- [TASK DIRECTIONS]:
Only one stretch of the records below is wanted: the lines from the one holding "struct DurationVisitor;" through the one holding "Duration::try_from_secs_f64(seconds)". Return it exactly, both ends included.

- [DATASET]:

= = = = = = =

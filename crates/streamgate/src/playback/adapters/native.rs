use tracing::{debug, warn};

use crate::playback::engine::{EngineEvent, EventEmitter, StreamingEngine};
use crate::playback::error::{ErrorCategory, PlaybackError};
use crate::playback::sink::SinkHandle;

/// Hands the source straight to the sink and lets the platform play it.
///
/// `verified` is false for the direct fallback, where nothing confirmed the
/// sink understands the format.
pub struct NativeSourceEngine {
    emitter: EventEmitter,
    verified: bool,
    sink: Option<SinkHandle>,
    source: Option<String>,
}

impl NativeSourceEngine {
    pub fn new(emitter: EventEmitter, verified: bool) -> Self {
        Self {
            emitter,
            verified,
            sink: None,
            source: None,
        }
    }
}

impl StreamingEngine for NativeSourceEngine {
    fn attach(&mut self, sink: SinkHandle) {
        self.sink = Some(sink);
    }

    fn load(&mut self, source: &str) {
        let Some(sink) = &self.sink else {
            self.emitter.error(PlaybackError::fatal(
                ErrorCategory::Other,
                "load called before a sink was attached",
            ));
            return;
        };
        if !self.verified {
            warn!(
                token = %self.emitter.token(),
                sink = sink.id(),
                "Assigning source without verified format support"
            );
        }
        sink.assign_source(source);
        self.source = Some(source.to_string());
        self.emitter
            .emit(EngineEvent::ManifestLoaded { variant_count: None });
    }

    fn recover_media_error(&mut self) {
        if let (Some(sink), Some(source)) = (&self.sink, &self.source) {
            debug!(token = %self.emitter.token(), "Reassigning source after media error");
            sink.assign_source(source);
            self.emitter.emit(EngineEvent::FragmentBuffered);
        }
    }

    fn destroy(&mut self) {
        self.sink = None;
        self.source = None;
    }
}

= = = = = = =

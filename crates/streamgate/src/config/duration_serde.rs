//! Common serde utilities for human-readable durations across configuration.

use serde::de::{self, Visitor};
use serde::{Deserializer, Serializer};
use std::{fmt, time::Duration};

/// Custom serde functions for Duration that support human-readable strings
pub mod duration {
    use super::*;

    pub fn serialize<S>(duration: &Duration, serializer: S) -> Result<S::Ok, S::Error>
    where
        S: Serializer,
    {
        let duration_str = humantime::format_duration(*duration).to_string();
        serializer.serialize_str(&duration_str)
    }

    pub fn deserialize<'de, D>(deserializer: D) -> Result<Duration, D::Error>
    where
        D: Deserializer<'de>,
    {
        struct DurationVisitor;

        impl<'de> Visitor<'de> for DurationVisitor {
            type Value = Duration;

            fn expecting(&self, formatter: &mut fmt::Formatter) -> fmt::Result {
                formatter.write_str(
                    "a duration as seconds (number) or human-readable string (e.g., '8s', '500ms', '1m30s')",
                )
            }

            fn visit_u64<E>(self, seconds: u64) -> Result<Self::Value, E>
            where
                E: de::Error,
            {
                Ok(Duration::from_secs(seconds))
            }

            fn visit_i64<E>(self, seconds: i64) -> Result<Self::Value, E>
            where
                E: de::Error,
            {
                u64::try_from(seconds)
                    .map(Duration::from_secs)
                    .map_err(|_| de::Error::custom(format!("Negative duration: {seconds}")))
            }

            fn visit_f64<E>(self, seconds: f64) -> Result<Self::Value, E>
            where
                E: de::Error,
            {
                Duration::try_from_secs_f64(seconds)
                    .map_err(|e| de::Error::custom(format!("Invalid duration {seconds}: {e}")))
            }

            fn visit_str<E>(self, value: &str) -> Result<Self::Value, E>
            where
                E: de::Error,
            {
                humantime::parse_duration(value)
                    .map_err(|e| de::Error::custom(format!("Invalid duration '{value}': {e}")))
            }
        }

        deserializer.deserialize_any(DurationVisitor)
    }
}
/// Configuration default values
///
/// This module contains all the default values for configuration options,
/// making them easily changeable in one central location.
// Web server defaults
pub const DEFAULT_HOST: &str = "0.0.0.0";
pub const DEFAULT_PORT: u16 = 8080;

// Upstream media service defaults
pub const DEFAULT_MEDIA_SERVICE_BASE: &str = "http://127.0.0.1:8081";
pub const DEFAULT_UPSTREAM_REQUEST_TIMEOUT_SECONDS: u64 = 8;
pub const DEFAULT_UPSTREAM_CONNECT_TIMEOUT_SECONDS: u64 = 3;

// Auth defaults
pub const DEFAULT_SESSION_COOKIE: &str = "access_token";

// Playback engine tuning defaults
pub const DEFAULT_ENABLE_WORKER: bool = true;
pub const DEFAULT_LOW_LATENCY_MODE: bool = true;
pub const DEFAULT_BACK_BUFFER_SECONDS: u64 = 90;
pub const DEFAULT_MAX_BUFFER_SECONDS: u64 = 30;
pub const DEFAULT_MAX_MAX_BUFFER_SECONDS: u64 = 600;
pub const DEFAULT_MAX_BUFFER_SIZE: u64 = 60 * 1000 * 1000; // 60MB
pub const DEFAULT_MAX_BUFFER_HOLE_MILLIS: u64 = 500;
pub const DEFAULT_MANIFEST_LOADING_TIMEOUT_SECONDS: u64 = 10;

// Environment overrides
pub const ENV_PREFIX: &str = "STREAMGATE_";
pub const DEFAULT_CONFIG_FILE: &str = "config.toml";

= = = = = = =

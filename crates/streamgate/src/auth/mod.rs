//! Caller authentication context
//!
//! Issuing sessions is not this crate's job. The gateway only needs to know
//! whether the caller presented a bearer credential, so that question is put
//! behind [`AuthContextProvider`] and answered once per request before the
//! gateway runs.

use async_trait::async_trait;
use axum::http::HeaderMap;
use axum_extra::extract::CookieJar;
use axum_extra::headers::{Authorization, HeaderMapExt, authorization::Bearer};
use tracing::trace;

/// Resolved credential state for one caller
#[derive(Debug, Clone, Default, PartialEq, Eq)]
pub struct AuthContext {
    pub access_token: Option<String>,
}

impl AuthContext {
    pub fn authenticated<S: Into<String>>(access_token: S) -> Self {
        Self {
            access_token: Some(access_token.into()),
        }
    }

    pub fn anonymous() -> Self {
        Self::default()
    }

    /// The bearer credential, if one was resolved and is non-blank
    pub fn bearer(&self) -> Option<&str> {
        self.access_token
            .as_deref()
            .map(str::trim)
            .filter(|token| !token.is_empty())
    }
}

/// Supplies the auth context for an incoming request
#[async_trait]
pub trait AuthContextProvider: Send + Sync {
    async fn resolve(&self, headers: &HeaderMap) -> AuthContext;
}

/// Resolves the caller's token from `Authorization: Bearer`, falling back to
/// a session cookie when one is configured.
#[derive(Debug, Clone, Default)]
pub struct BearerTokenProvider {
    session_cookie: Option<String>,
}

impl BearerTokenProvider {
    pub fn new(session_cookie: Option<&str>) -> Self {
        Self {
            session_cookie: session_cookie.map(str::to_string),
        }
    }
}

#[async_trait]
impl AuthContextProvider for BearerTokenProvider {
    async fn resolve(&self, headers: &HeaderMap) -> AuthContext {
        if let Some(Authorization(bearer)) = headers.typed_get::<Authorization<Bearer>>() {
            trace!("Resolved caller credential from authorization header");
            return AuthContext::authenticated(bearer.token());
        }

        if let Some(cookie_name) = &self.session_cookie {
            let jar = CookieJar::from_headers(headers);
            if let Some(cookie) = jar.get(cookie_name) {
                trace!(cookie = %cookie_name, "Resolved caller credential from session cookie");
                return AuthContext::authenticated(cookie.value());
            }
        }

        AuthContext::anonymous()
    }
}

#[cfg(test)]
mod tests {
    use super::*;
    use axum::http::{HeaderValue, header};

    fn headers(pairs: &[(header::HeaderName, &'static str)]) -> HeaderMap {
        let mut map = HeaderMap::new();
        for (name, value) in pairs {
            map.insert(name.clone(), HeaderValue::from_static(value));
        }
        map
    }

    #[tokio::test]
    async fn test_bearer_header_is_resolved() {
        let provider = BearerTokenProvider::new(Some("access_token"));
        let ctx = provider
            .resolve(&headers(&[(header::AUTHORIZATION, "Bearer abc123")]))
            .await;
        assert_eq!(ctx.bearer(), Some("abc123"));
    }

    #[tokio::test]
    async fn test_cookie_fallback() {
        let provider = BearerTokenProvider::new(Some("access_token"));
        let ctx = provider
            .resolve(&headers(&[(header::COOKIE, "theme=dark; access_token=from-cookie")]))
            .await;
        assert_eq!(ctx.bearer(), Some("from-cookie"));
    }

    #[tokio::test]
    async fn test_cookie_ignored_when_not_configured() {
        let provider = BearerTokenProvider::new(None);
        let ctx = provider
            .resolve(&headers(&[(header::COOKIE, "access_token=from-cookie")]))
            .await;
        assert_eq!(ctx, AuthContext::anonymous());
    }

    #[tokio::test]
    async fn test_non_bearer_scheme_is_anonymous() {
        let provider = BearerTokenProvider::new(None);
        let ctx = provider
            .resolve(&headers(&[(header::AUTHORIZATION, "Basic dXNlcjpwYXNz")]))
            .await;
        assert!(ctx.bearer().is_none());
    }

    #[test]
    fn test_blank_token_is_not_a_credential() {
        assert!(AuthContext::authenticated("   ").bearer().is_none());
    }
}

= = = = = = =

- [ANSWER FOR THE TASK]:
        struct DurationVisitor;

        impl<'de> Visitor<'de> for DurationVisitor {
            type Value = Duration;

            fn expecting(&self, formatter: &mut fmt::Formatter) -> fmt::Result {
                formatter.write_str(
                    "a duration as seconds (number) or human-readable string (e.g., '8s', '500ms', '1m30s')",
                )
            }

            fn visit_u64<E>(self, seconds: u64) -> Result<Self::Value, E>
            where
                E: de::Error,
            {
                Ok(Duration::from_secs(seconds))
            }

            fn visit_i64<E>(self, seconds: i64) -> Result<Self::Value, E>
            where
                E: de::Error,
            {
                u64::try_from(seconds)
                    .map(Duration::from_secs)
                    .map_err(|_| de::Error::custom(format!("Negative duration: {seconds}")))
            }

            fn visit_f64<E>(self, seconds: f64) -> Result<Self::Value, E>
            where
                E: de::Error,
            {
                Duration::try_from_secs_f64(seconds)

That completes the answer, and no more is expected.